Luis Herrera Campins recibe al país con la mayor deuda externa que había tenido el mismo en su historia republicana, y con un modelo de desarrollo económico francamente agotado. De ahí que, ya durante su campaña electoral, empezara a plantear la necesidad de estimular la iniciativa privada, fundamentalmente en relación a la pequeña y mediana industria, además de –y, sobre todo– la no intervención directa del Estado en el libre flujo de la economía. Es interesante resaltar aquí cómo comienzan a ensayarse las primeras medidas de corte neoliberal, como ser la reducción del gasto público y la liberación parcial de los precios.

A partir del año 1981 y hasta 1983, los ingresos fiscales del país se vieron fuertemente disminuidos producto de la baja en los ingresos petroleros, al mismo tiempo que gran parte de las divisas que ingresaban al país se fugaban de dólares, situación que se prolongaría al menos durante dos años.

El anuncio de devaluación por parte del gobierno de Herrera Campis, el 18 de febrero de 1983, y con él el cambio de paridad cambiaria, constituyó un baño de realidad en cuanto a la sobrevaluada situación de dos elementos sustanciales para la democracia venezolana: un bolívar sobrevaluado que nada se condecía con la realidad económica y una democracia que de tan pactada, encontraba fuertes límites a la participación política.

Ambas situaciones –primero la económica, luego, más adelante, la política– irían a mostrar los límites del modelo adecopeyano y la pronta movilización social de vastos sectores de la sociedad, que de una u otra manera quedaban excluidos de dicho sistema. Así, las medidas asumidas por Herrera Campis profundizaron la complicada situación de vastos sectores de la ciudadanía, generando una situación de insatisfacción y deslegitimación del gobierno que, de a poco, empezaba a dar cuenta de un descontento mayor con el sistema institucional.

Tal como indica el politólogo venezolano Luis Salamanca, entre los años que separan los dos gobiernos de Caldera (1969-1974 y 1993-1999), Venezuela completó su proceso de modernización y movilización social iniciado con el hallazgo de petróleo. En palabras del autor, el país alcanzó una alta tasa de urbanización, un crecimiento económico persistente, un importante incremento de la densidad demográfica (con alta concentración en los llamados “polos de desarrollo”), un fuerte impulso de las actividades económicas no agrícolas; al mismo tiempo que una significativa reducción del analfabetismo, una fuerte penetración de los medios de comunicación en la conformación de la opinión pública y, por último, la incorporación de los sectores rurales y urbanos a la participación político-electoral (Salamanca, 1994).

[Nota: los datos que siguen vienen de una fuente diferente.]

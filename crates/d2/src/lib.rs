//! # Marker Nest
//!
//! Irregular strip nesting for garment markers.
//!
//! Pattern pieces (arbitrary simple polygons) are packed onto a fabric strip
//! of fixed width and unbounded length so that the consumed length is as
//! short as possible. Pieces keep a clearance gap between each other and
//! half that gap toward the strip edges.
//!
//! ## Features
//!
//! - No-fit polygons from convex hulls (Minkowski sum), memoized per run
//! - Five placement strategies behind [`PlacementStrategy`]: shelf,
//!   guillotine, skyline, NFP bottom-left fill and slide-and-compact
//! - An orchestrator that runs them in parallel and keeps the best layout
//! - A genetic optimizer over piece order and rotation
//! - R*-tree broad phase for collision queries
//!
//! ## Quick Start
//!
//! ```rust
//! use marker_nest::{nest, NestOptions};
//! use marker_nest::piece::rectangle;
//!
//! let pieces = vec![
//!     rectangle(50.0, 30.0),
//!     rectangle(50.0, 30.0),
//!     rectangle(40.0, 20.0),
//! ];
//!
//! let result = nest(&pieces, 100.0, 0.0, &NestOptions::default()).unwrap();
//!
//! assert!(result.success);
//! assert_eq!(result.placements.len(), 3);
//! println!(
//!     "length {:.1} cm, utilization {}",
//!     result.length,
//!     result.utilization_percent()
//! );
//! ```
//!
//! ## Configuration
//!
//! ```rust
//! use marker_nest::{Config, MarkerNester, Strategy};
//! use marker_nest::piece::{circle, l_shape};
//!
//! let config = Config::new()
//!     .with_gap(0.5)
//!     .with_strategy(Strategy::Optimize)
//!     .with_population_size(10)
//!     .with_max_generations(5)
//!     .with_seed(7);
//!
//! let pieces = vec![l_shape(40.0, 30.0, 20.0, 15.0), circle(10.0, 24)];
//! let result = MarkerNester::new(config).nest(&pieces, 80.0).unwrap();
//! assert_eq!(result.placements.len(), 2);
//! ```

pub mod compaction;
pub mod ga_nesting;
pub mod guillotine;
pub mod layout;
pub mod nester;
pub mod nfp;
pub mod nfp_blf;
pub mod piece;
pub mod shelf;
pub mod skyline;
pub mod spatial_index;
pub mod strip;

// Re-exports
pub use compaction::{compact, SlideCompact};
pub use ga_nesting::{run_ga_nesting, NestingChromosome, NestingProblem};
pub use guillotine::Guillotine;
pub use layout::{NestContext, PlacementStrategy, RotationChoice};
pub use nester::{nest, MarkerNester, StrategyKind};
pub use nfp::{compute_nfp, Nfp, NfpCache};
pub use nfp_blf::NfpBlf;
pub use piece::{Piece, RotationVariant};
pub use shelf::Shelf;
pub use skyline::Skyline;
pub use spatial_index::{SpatialEntry2D, SpatialIndex2D};
pub use strip::{InnerFitRect, Strip};
pub use marker_core::{
    Config, Error, NestOptions, NestResult, NestSummary, Placement, Point, Polygon,
    ProgressCallback, ProgressInfo, Result, Solver, Strategy, Transform2D, Unplaced, AABB2D,
};
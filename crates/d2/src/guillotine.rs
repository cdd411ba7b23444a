//! Guillotine free-rectangle placement.
//!
//! The free region starts as one rectangle covering the usable strip. Each
//! placement takes the bottom-left corner of a free rectangle and splits the
//! remainder with a single straight cut along the shorter leftover axis.
//! Rectangles live in footprint space: a variant occupies `w + gap` by
//! `h + gap`, so disjoint footprints already keep the clearance.

use crate::layout::{
    run_in_order, Candidate, LayoutBuilder, NestContext, PlacementStrategy, RotationChoice,
};
use marker_core::geom::EPS;
use marker_core::NestResult;

/// Guillotine-cut placement over free rectangles.
#[derive(Debug, Clone, Copy, Default)]
pub struct Guillotine;

/// An axis-aligned free rectangle; `h` may be infinite.
#[derive(Debug, Clone, Copy, PartialEq)]
struct FreeRect {
    x: f64,
    y: f64,
    w: f64,
    h: f64,
}

impl FreeRect {
    fn new(x: f64, y: f64, w: f64, h: f64) -> Self {
        Self { x, y, w, h }
    }

    fn holds(&self, fw: f64, fh: f64) -> bool {
        fw <= self.w + EPS && fh <= self.h + EPS
    }

    fn is_degenerate(&self) -> bool {
        self.w <= EPS || self.h <= EPS
    }

    /// Splits off the used `fw` x `fh` corner; returns the right and top parts.
    fn split(&self, fw: f64, fh: f64) -> [FreeRect; 2] {
        let leftover_w = self.w - fw;
        let leftover_h = self.h - fh;
        if leftover_w < leftover_h {
            [
                FreeRect::new(self.x + fw, self.y, leftover_w, fh),
                FreeRect::new(self.x, self.y + fh, self.w, leftover_h),
            ]
        } else {
            [
                FreeRect::new(self.x + fw, self.y, leftover_w, self.h),
                FreeRect::new(self.x, self.y + fh, fw, leftover_h),
            ]
        }
    }
}

impl PlacementStrategy for Guillotine {
    fn name(&self) -> String {
        "guillotine".to_string()
    }

    fn place(
        &self,
        ctx: &NestContext<'_>,
        order: &[usize],
        rotations: &[RotationChoice],
    ) -> NestResult {
        let strip = ctx.strip;
        let gap = strip.spacing();
        let mut free = vec![FreeRect::new(
            strip.margin(),
            strip.margin(),
            strip.usable_width() + gap,
            f64::INFINITY,
        )];

        let mut builder = LayoutBuilder::new(ctx);
        run_in_order(&mut builder, order, rotations, |builder, slot, variants| {
            let piece = &ctx.pieces[slot];
            let mut best: Option<(Candidate, usize)> = None;

            for (ri, rect) in free.iter().enumerate() {
                for &vi in variants {
                    let v = &piece.variants()[vi];
                    if !rect.holds(v.width + gap, v.height + gap) {
                        continue;
                    }
                    if !builder.fits_at(v, rect.x, rect.y) {
                        continue;
                    }
                    let candidate = Candidate::new(rect.x, rect.y, vi, v.height);
                    if best.map_or(true, |(c, _)| candidate.is_better_than(&c)) {
                        best = Some((candidate, ri));
                    }
                }
            }

            let Some((candidate, ri)) = best else {
                builder.reject(slot, "no free rectangle can hold the piece");
                return;
            };
            let v = &piece.variants()[candidate.variant];
            let used = free.swap_remove(ri);
            free.extend(
                used.split(v.width + gap, v.height + gap)
                    .into_iter()
                    .filter(|r| !r.is_degenerate()),
            );
            builder.place_candidate(slot, &candidate);
        });

        log::debug!(
            "guillotine: placed {} of {} pieces, {} free rectangles left",
            builder.placements().len(),
            order.len(),
            free.len()
        );
        builder.finish(self.name())
    }
}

Sin embargo, y como luego veremos, este proceso de “movilización social petrolera” ha sufrido un fuerte cimbronazo a partir de 1983, cuando comienza una nueva historia económica marcada por el traumático fin de la convertibilidad de la moneda nacional en relación al dólar. En febrero de ese año, el gobierno de Luis Herrera Campíns devalúa el bolívar, iniciándose así un ciclo que se caracterizaría por una inflación persistente, estancamiento económico, eclosión de la crisis de la deuda externa, deterioro de las condiciones de vida y empobrecimiento de amplios sectores sociales, crisis fiscal recurrente, caída de la inversión y descenso de los precios del petróleo, entre otros factores. Estos elementos se han ido articulando de tal forma, que activaron, junto a otros, la crisis socioeconómica más profunda de la historia contemporánea.

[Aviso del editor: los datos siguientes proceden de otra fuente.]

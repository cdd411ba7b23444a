//! Polygon geometry kernel.
//!
//! Every function here is pure and works on plain vertex slices so that the
//! strategies can run it on cached rotation variants without allocating a
//! [`Polygon`] wrapper. Coordinates are fabric units (centimeters); angles are
//! degrees, normalized to `[0, 360)`.
//!
//! Two collision predicates are provided:
//!
//! - [`polygons_intersect`]: bounding-box reject followed by vertex-in-polygon
//!   tests in both directions. Two polygons whose edges cross without either
//!   containing a vertex of the other are reported as disjoint.
//! - [`polygons_overlap`] / [`violates_clearance`]: the predicate used for
//!   placement decisions. Adds proper edge crossing, centroid and edge-midpoint
//!   containment, and an optional minimum clearance distance.

use crate::error::{Error, Result};
use crate::transform::{Transform2D, AABB2D};
use geo::{ConvexHull, Coord, LineString};
use std::sync::OnceLock;

#[cfg(feature = "serde")]
use serde::{Deserialize, Serialize};

/// A point in fabric coordinates.
pub type Point = (f64, f64);

/// Geometric tolerance used for boundary and ordering decisions.
pub const EPS: f64 = 1e-9;

/// Normalizes an angle in degrees to `[0, 360)`.
pub fn normalize_angle(degrees: f64) -> f64 {
    let a = degrees.rem_euclid(360.0);
    // rem_euclid can return 360.0 for tiny negative inputs
    if a >= 360.0 {
        0.0
    } else {
        a
    }
}

/// Signed area (shoelace). Positive for counter-clockwise rings.
pub fn signed_area(polygon: &[Point]) -> f64 {
    let n = polygon.len();
    if n < 3 {
        return 0.0;
    }
    let mut twice = 0.0;
    for i in 0..n {
        let (x1, y1) = polygon[i];
        let (x2, y2) = polygon[(i + 1) % n];
        twice += x1 * y2 - x2 * y1;
    }
    twice / 2.0
}

/// Unsigned area (shoelace). Always non-negative.
pub fn area(polygon: &[Point]) -> f64 {
    signed_area(polygon).abs()
}

/// Length of the closed outline.
pub fn perimeter(polygon: &[Point]) -> f64 {
    let n = polygon.len();
    if n < 2 {
        return 0.0;
    }
    (0..n)
        .map(|i| distance(polygon[i], polygon[(i + 1) % n]))
        .sum()
}

/// Arithmetic mean of the vertices.
pub fn vertex_centroid(polygon: &[Point]) -> Point {
    if polygon.is_empty() {
        return (0.0, 0.0);
    }
    let sum = polygon
        .iter()
        .fold((0.0, 0.0), |acc, &(x, y)| (acc.0 + x, acc.1 + y));
    let n = polygon.len() as f64;
    (sum.0 / n, sum.1 / n)
}

/// Area-weighted centroid. Falls back to the vertex mean for degenerate rings.
pub fn centroid(polygon: &[Point]) -> Point {
    let a = signed_area(polygon);
    if a.abs() < EPS {
        return vertex_centroid(polygon);
    }
    let n = polygon.len();
    let mut cx = 0.0;
    let mut cy = 0.0;
    for i in 0..n {
        let (x1, y1) = polygon[i];
        let (x2, y2) = polygon[(i + 1) % n];
        let cross = x1 * y2 - x2 * y1;
        cx += (x1 + x2) * cross;
        cy += (y1 + y2) * cross;
    }
    (cx / (6.0 * a), cy / (6.0 * a))
}

/// Axis-aligned bounding box. An empty slice yields a zero box at the origin.
pub fn bbox(polygon: &[Point]) -> AABB2D {
    AABB2D::from_points(polygon).unwrap_or_else(|| AABB2D::new(0.0, 0.0, 0.0, 0.0))
}

/// Rotates a polygon counter-clockwise by `degrees` about `center`.
pub fn rotate(polygon: &[Point], degrees: f64, center: Point) -> Vec<Point> {
    Transform2D::rotation_about(degrees, center).transform_points(polygon)
}

/// Rotates a polygon about its own centroid.
pub fn rotate_about_centroid(polygon: &[Point], degrees: f64) -> Vec<Point> {
    rotate(polygon, degrees, centroid(polygon))
}

/// Translates a polygon by `(dx, dy)`.
pub fn translate(polygon: &[Point], dx: f64, dy: f64) -> Vec<Point> {
    polygon.iter().map(|&(x, y)| (x + dx, y + dy)).collect()
}

/// Translates a polygon so that its bounding box starts at the origin.
pub fn normalize(polygon: &[Point]) -> Vec<Point> {
    let b = bbox(polygon);
    translate(polygon, -b.min_x, -b.min_y)
}

/// Returns the polygon in counter-clockwise order.
pub fn ensure_ccw(polygon: &[Point]) -> Vec<Point> {
    if signed_area(polygon) < 0.0 {
        polygon.iter().rev().copied().collect()
    } else {
        polygon.to_vec()
    }
}

/// Checks if a polygon is convex (all turns have the same sign).
pub fn is_convex(polygon: &[Point]) -> bool {
    let n = polygon.len();
    if n < 3 {
        return false;
    }
    let mut sign = 0i32;
    for i in 0..n {
        let p0 = polygon[i];
        let p1 = polygon[(i + 1) % n];
        let p2 = polygon[(i + 2) % n];
        let cross = (p1.0 - p0.0) * (p2.1 - p1.1) - (p1.1 - p0.1) * (p2.0 - p1.0);
        if cross.abs() > 1e-10 {
            let current = if cross > 0.0 { 1 } else { -1 };
            if sign == 0 {
                sign = current;
            } else if sign != current {
                return false;
            }
        }
    }
    true
}

/// Convex hull in counter-clockwise order, without a closing duplicate.
pub fn convex_hull(points: &[Point]) -> Vec<Point> {
    if points.len() < 3 {
        return points.to_vec();
    }
    let coords: Vec<Coord<f64>> = points.iter().map(|&(x, y)| Coord { x, y }).collect();
    let hull = LineString::from(coords).convex_hull();
    let ring: Vec<Point> = hull.exterior().coords().map(|c| (c.x, c.y)).collect();
    let mut hull_points = match (ring.first(), ring.last()) {
        (Some(first), Some(last)) if ring.len() > 1 && first == last => {
            ring[..ring.len() - 1].to_vec()
        }
        _ => ring,
    };
    if hull_points.len() >= 3 {
        hull_points = ensure_ccw(&hull_points);
    }
    hull_points
}

/// Moves every vertex radially away from (positive `distance`) or toward
/// (negative `distance`) the vertex centroid.
///
/// This is a centroid scale, not a true geometric offset: edges of elongated
/// or non-convex shapes move by less than `distance`. Vertices that would
/// cross the centroid collapse onto it.
pub fn offset_radial(polygon: &[Point], distance: f64) -> Vec<Point> {
    if distance == 0.0 {
        return polygon.to_vec();
    }
    let (cx, cy) = vertex_centroid(polygon);
    polygon
        .iter()
        .map(|&(x, y)| {
            let dx = x - cx;
            let dy = y - cy;
            let dist = (dx * dx + dy * dy).sqrt();
            if dist < 1e-10 {
                return (x, y);
            }
            let scaled = dist + distance;
            if scaled <= 0.0 {
                (cx, cy)
            } else {
                let factor = scaled / dist;
                (cx + dx * factor, cy + dy * factor)
            }
        })
        .collect()
}

fn distance(a: Point, b: Point) -> f64 {
    ((b.0 - a.0).powi(2) + (b.1 - a.1).powi(2)).sqrt()
}

fn orient(a: Point, b: Point, c: Point) -> f64 {
    (b.0 - a.0) * (c.1 - a.1) - (b.1 - a.1) * (c.0 - a.0)
}

/// Distance from a point to the segment `[a, b]`.
pub fn point_segment_distance(p: Point, a: Point, b: Point) -> f64 {
    let (dx, dy) = (b.0 - a.0, b.1 - a.1);
    let len_sq = dx * dx + dy * dy;
    if len_sq < 1e-20 {
        return distance(p, a);
    }
    let t = (((p.0 - a.0) * dx + (p.1 - a.1) * dy) / len_sq).clamp(0.0, 1.0);
    distance(p, (a.0 + t * dx, a.1 + t * dy))
}

/// Checks whether a point lies within `eps` of the polygon outline.
pub fn point_on_boundary(point: Point, polygon: &[Point], eps: f64) -> bool {
    let n = polygon.len();
    (0..n).any(|i| point_segment_distance(point, polygon[i], polygon[(i + 1) % n]) <= eps)
}

/// Ray-casting point-in-polygon test.
///
/// Points within [`EPS`] of the outline count as outside, so two pieces that
/// merely touch are never reported as overlapping.
pub fn point_in_polygon(point: Point, polygon: &[Point]) -> bool {
    let n = polygon.len();
    if n < 3 || point_on_boundary(point, polygon, EPS) {
        return false;
    }
    let (px, py) = point;
    let mut inside = false;
    let mut j = n - 1;
    for i in 0..n {
        let (xi, yi) = polygon[i];
        let (xj, yj) = polygon[j];
        if ((yi > py) != (yj > py)) && (px < (xj - xi) * (py - yi) / (yj - yi) + xi) {
            inside = !inside;
        }
        j = i;
    }
    inside
}

/// True-shape intersection test: bounding-box reject, then vertex-in-polygon
/// in both directions.
///
/// Edge-crossing-only overlaps (no vertex of either polygon strictly inside
/// the other) are not detected.
pub fn polygons_intersect(a: &[Point], b: &[Point]) -> bool {
    if a.len() < 3 || b.len() < 3 {
        return false;
    }
    if !bbox(a).intersects(&bbox(b), EPS) {
        return false;
    }
    a.iter().any(|&p| point_in_polygon(p, b)) || b.iter().any(|&p| point_in_polygon(p, a))
}

/// Checks whether any edge of `a` properly crosses an edge of `b`.
///
/// Touching at an endpoint and collinear overlap are not crossings.
pub fn edges_cross(a: &[Point], b: &[Point]) -> bool {
    let (na, nb) = (a.len(), b.len());
    for i in 0..na {
        let (p1, p2) = (a[i], a[(i + 1) % na]);
        let seg_box = AABB2D::from_points(&[p1, p2]);
        for j in 0..nb {
            let (q1, q2) = (b[j], b[(j + 1) % nb]);
            if let (Some(sa), Some(sb)) = (seg_box, AABB2D::from_points(&[q1, q2])) {
                if sa.intersection(&sb).is_none() {
                    continue;
                }
            }
            let o1 = orient(p1, p2, q1);
            let o2 = orient(p1, p2, q2);
            let o3 = orient(q1, q2, p1);
            let o4 = orient(q1, q2, p2);
            if ((o1 > EPS && o2 < -EPS) || (o1 < -EPS && o2 > EPS))
                && ((o3 > EPS && o4 < -EPS) || (o3 < -EPS && o4 > EPS))
            {
                return true;
            }
        }
    }
    false
}

/// Strict overlap test used for placement decisions.
///
/// Extends [`polygons_intersect`] with proper edge crossings and with
/// centroid and edge-midpoint containment, which catches coincident and
/// cross-shaped overlaps where every vertex sits on the other outline.
pub fn polygons_overlap(a: &[Point], b: &[Point]) -> bool {
    if a.len() < 3 || b.len() < 3 {
        return false;
    }
    if !bbox(a).intersects(&bbox(b), EPS) {
        return false;
    }
    if polygons_intersect(a, b) || edges_cross(a, b) {
        return true;
    }
    if point_in_polygon(centroid(a), b) || point_in_polygon(centroid(b), a) {
        return true;
    }
    midpoints(a).any(|m| point_in_polygon(m, b)) || midpoints(b).any(|m| point_in_polygon(m, a))
}

fn midpoints(polygon: &[Point]) -> impl Iterator<Item = Point> + '_ {
    let n = polygon.len();
    (0..n).map(move |i| {
        let (a, b) = (polygon[i], polygon[(i + 1) % n]);
        ((a.0 + b.0) / 2.0, (a.1 + b.1) / 2.0)
    })
}

/// Minimum distance between the outlines of two polygons.
///
/// For non-overlapping simple polygons this is the true separation; the
/// minimum is always attained between a vertex and an edge.
pub fn polygon_distance(a: &[Point], b: &[Point]) -> f64 {
    let one_way = |from: &[Point], to: &[Point]| {
        let n = to.len();
        from.iter()
            .flat_map(|&p| (0..n).map(move |j| (p, j)))
            .map(|(p, j)| point_segment_distance(p, to[j], to[(j + 1) % n]))
            .fold(f64::INFINITY, f64::min)
    };
    one_way(a, b).min(one_way(b, a))
}

/// Returns true if two placed polygons overlap or sit closer than `gap`.
pub fn violates_clearance(a: &[Point], b: &[Point], gap: f64) -> bool {
    if gap > EPS {
        if !bbox(a).expand(gap).intersects(&bbox(b), EPS) {
            return false;
        }
        polygons_overlap(a, b) || polygon_distance(a, b) < gap - 1e-7
    } else {
        polygons_overlap(a, b)
    }
}

/// A closed polygon ring with lazily cached derived properties.
///
/// The closing duplicate vertex is never stored; consecutive duplicates are
/// removed on construction.
#[derive(Debug, Clone, Default)]
#[cfg_attr(feature = "serde", derive(Serialize, Deserialize))]
pub struct Polygon {
    points: Vec<Point>,

    #[cfg_attr(feature = "serde", serde(skip))]
    cached_aabb: OnceLock<AABB2D>,

    #[cfg_attr(feature = "serde", serde(skip))]
    cached_signed_area: OnceLock<f64>,

    #[cfg_attr(feature = "serde", serde(skip))]
    cached_perimeter: OnceLock<f64>,

    #[cfg_attr(feature = "serde", serde(skip))]
    cached_centroid: OnceLock<Point>,
}

impl Polygon {
    /// Creates a polygon from its vertices.
    pub fn new(points: Vec<Point>) -> Self {
        let mut cleaned: Vec<Point> = Vec::with_capacity(points.len());
        for p in points {
            let duplicate = cleaned.last().map_or(false, |&q| distance(p, q) <= EPS);
            if !duplicate {
                cleaned.push(p);
            }
        }
        while cleaned.len() > 1 {
            match (cleaned.first(), cleaned.last()) {
                (Some(&first), Some(&last)) if distance(first, last) <= EPS => {
                    cleaned.pop();
                }
                _ => break,
            }
        }
        Self {
            points: cleaned,
            ..Default::default()
        }
    }

    /// Returns the vertices.
    pub fn points(&self) -> &[Point] {
        &self.points
    }

    /// Consumes the polygon and returns its vertices.
    pub fn into_points(self) -> Vec<Point> {
        self.points
    }

    /// Returns the number of vertices.
    pub fn len(&self) -> usize {
        self.points.len()
    }

    /// Returns true if the polygon has no vertices.
    pub fn is_empty(&self) -> bool {
        self.points.is_empty()
    }

    /// Bounding box (cached).
    pub fn aabb(&self) -> AABB2D {
        *self.cached_aabb.get_or_init(|| bbox(&self.points))
    }

    /// Signed shoelace area (cached).
    pub fn signed_area(&self) -> f64 {
        *self
            .cached_signed_area
            .get_or_init(|| signed_area(&self.points))
    }

    /// Unsigned area.
    pub fn area(&self) -> f64 {
        self.signed_area().abs()
    }

    /// Perimeter (cached).
    pub fn perimeter(&self) -> f64 {
        *self.cached_perimeter.get_or_init(|| perimeter(&self.points))
    }

    /// Area-weighted centroid (cached).
    pub fn centroid(&self) -> Point {
        *self.cached_centroid.get_or_init(|| centroid(&self.points))
    }

    /// Returns a copy rotated about `center`.
    pub fn rotated(&self, degrees: f64, center: Point) -> Polygon {
        Polygon::new(rotate(&self.points, degrees, center))
    }

    /// Returns a copy rotated about its centroid.
    pub fn rotated_about_centroid(&self, degrees: f64) -> Polygon {
        self.rotated(degrees, self.centroid())
    }

    /// Checks that the ring can take part in a nest.
    pub fn validate(&self) -> Result<()> {
        if self.points.len() < 3 {
            return Err(Error::InvalidGeometry(format!(
                "polygon needs at least 3 distinct points, got {}",
                self.points.len()
            )));
        }
        if self
            .points
            .iter()
            .any(|&(x, y)| !x.is_finite() || !y.is_finite())
        {
            return Err(Error::InvalidGeometry(
                "polygon has non-finite coordinates".into(),
            ));
        }
        if self.area() <= EPS {
            return Err(Error::InvalidGeometry("polygon has zero area".into()));
        }
        Ok(())
    }
}

impl PartialEq for Polygon {
    fn eq(&self, other: &Self) -> bool {
        self.points == other.points
    }
}

impl From<Vec<Point>> for Polygon {
    fn from(points: Vec<Point>) -> Self {
        Polygon::new(points)
    }
}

Las grietas del puntofijismo: el viernes negro de 1983

El 18 de febrero de 1983 se conoce en Venezuela como el “viernes negro”. Ese día, fue la cristalización de una serie de fenómenos que venían, como dijimos, desarrollándose en el contexto de la década de bonanza petrolera. Los elementos que convergieron en ese momento fueron tres: la incontrolable y creciente deuda externa (con la particularidad que en 1983 el país debía cancelar una suma equivalente al 50% de su deuda), la fuerte fuga de divisas y la caída de los precios del petróleo (elemento clave para una economía que dependía y se estructuraba sobre la renta del petróleo).

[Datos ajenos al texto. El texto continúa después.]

//! Rigid transforms and axis-aligned bounding boxes.

use crate::geom::normalize_angle;
use nalgebra::{Isometry2, Point2, Translation2, UnitComplex};

#[cfg(feature = "serde")]
use serde::{Deserialize, Serialize};

/// Returns `(sin, cos)` of an angle given in degrees.
///
/// Quarter turns are returned exactly so that 90° rotations of axis-aligned
/// pattern pieces stay axis-aligned without floating-point drift.
pub fn sin_cos_deg(degrees: f64) -> (f64, f64) {
    let angle = normalize_angle(degrees);
    let quarters = angle / 90.0;
    if (quarters - quarters.round()).abs() < 1e-12 {
        return match (quarters.round() as i64).rem_euclid(4) {
            0 => (0.0, 1.0),
            1 => (1.0, 0.0),
            2 => (0.0, -1.0),
            _ => (-1.0, 0.0),
        };
    }
    angle.to_radians().sin_cos()
}

/// A 2D rigid transformation: rotation (degrees, counter-clockwise) followed
/// by translation.
#[derive(Debug, Clone, Copy, PartialEq)]
#[cfg_attr(feature = "serde", derive(Serialize, Deserialize))]
pub struct Transform2D {
    /// Translation in x direction.
    pub tx: f64,
    /// Translation in y direction.
    pub ty: f64,
    /// Rotation angle in degrees, normalized to [0, 360).
    pub angle: f64,
}

impl Transform2D {
    /// Creates a new identity transform.
    pub fn identity() -> Self {
        Self {
            tx: 0.0,
            ty: 0.0,
            angle: 0.0,
        }
    }

    /// Creates a rotation about an arbitrary center point.
    pub fn rotation_about(angle: f64, center: (f64, f64)) -> Self {
        let (sin, cos) = sin_cos_deg(angle);
        let (cx, cy) = center;
        // p' = R (p - c) + c
        Self {
            tx: cx - (cos * cx - sin * cy),
            ty: cy - (sin * cx + cos * cy),
            angle: normalize_angle(angle),
        }
    }

    /// Converts to a nalgebra Isometry2.
    pub fn to_isometry(&self) -> Isometry2<f64> {
        let (sin, cos) = sin_cos_deg(self.angle);
        Isometry2::from_parts(
            Translation2::new(self.tx, self.ty),
            UnitComplex::from_cos_sin_unchecked(cos, sin),
        )
    }

    /// Transforms a 2D point.
    pub fn transform_point(&self, x: f64, y: f64) -> (f64, f64) {
        let p = self.to_isometry().transform_point(&Point2::new(x, y));
        (p.x, p.y)
    }

    /// Transforms a slice of 2D points.
    pub fn transform_points(&self, points: &[(f64, f64)]) -> Vec<(f64, f64)> {
        let iso = self.to_isometry();
        points
            .iter()
            .map(|&(x, y)| {
                let p = iso.transform_point(&Point2::new(x, y));
                (p.x, p.y)
            })
            .collect()
    }
}

impl Default for Transform2D {
    fn default() -> Self {
        Self::identity()
    }
}

/// Axis-aligned bounding box in strip coordinates.
#[derive(Debug, Clone, Copy, PartialEq)]
#[cfg_attr(feature = "serde", derive(Serialize, Deserialize))]
pub struct AABB2D {
    /// Minimum x coordinate.
    pub min_x: f64,
    /// Minimum y coordinate.
    pub min_y: f64,
    /// Maximum x coordinate.
    pub max_x: f64,
    /// Maximum y coordinate.
    pub max_y: f64,
}

impl AABB2D {
    /// Creates a new AABB from min/max coordinates.
    pub fn new(min_x: f64, min_y: f64, max_x: f64, max_y: f64) -> Self {
        Self {
            min_x,
            min_y,
            max_x,
            max_y,
        }
    }

    /// Creates an AABB from a set of points.
    pub fn from_points(points: &[(f64, f64)]) -> Option<Self> {
        let (&(x0, y0), rest) = points.split_first()?;
        let mut aabb = Self::new(x0, y0, x0, y0);
        for &(x, y) in rest {
            aabb.min_x = aabb.min_x.min(x);
            aabb.min_y = aabb.min_y.min(y);
            aabb.max_x = aabb.max_x.max(x);
            aabb.max_y = aabb.max_y.max(y);
        }
        Some(aabb)
    }

    /// Returns the width of the AABB.
    pub fn width(&self) -> f64 {
        self.max_x - self.min_x
    }

    /// Returns the height of the AABB.
    pub fn height(&self) -> f64 {
        self.max_y - self.min_y
    }

    /// Returns the area of the AABB.
    pub fn area(&self) -> f64 {
        self.width() * self.height()
    }

    /// Returns true if the interiors of the two boxes overlap by more than `eps`.
    ///
    /// Boxes that only touch along an edge do not intersect.
    pub fn intersects(&self, other: &Self, eps: f64) -> bool {
        self.min_x < other.max_x - eps
            && other.min_x < self.max_x - eps
            && self.min_y < other.max_y - eps
            && other.min_y < self.max_y - eps
    }

    /// Returns the overlap of two boxes, if any.
    pub fn intersection(&self, other: &Self) -> Option<Self> {
        let min_x = self.min_x.max(other.min_x);
        let min_y = self.min_y.max(other.min_y);
        let max_x = self.max_x.min(other.max_x);
        let max_y = self.max_y.min(other.max_y);
        if min_x <= max_x && min_y <= max_y {
            Some(Self::new(min_x, min_y, max_x, max_y))
        } else {
            None
        }
    }

    /// Returns the box grown by `margin` on every side.
    pub fn expand(&self, margin: f64) -> Self {
        Self::new(
            self.min_x - margin,
            self.min_y - margin,
            self.max_x + margin,
            self.max_y + margin,
        )
    }

}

El viernes negro venezolano daría lugar a la mayor devaluación en la historia de dicho país: el bolívar dejaría su condición fija de 4,30 dólares para, luego de diez días de haberse suspendido toda venta de divisas, tomar tres valores diferenciales según la utilidad (4,30 para pagar deuda pública y privada, así como también para la compra de bienes indispensables; 6 bolívares para bienes necesarios pero no esenciales y, finalmente, 7 bolívares para el resto de las transacciones, flotante entre oferta y demanda). Esta reestructuración monetaria, que era inédita para una moneda que había mostrado una gran estabilidad durante muchos años, ahora daba lugar a todo tipo de especulaciones financieras, como así también –producto de la misma– a acaparamiento de bienes. Era, como se dijo, el final de “la plata dulce”, del “tá barato, deme dos” propia del modelo rentista o, el “adiós Miami” que tanto caracterizaba a los sectores medios venezolanos acostumbrados a recorrer dichas playas.

El endeudamiento externo del país mostró un alza de gran significación durante los gobiernos de Carlos Andrés Pérez (1974-1979) y Luis Herrera Campins (1979-1984), con relación a los gobiernos anteriores del período democrático: pasó a ser 23.000 millones de dólares en 1979, finalizado el mandato de Pérez; y 36.200 millones de dólares en 1984, luego del gobierno de Herrera Campins. Tal aumento en este período, parece verdaderamente alarmante si pensamos que, durante los gobierno de Carlos Andrés Pérez y Herrera Campins el ingreso petrolero fue el más alto durante de todo el Siglo XX (con los cuantiosos aumentos en el precio del petróleo que hemos mencionado, propios de esta época).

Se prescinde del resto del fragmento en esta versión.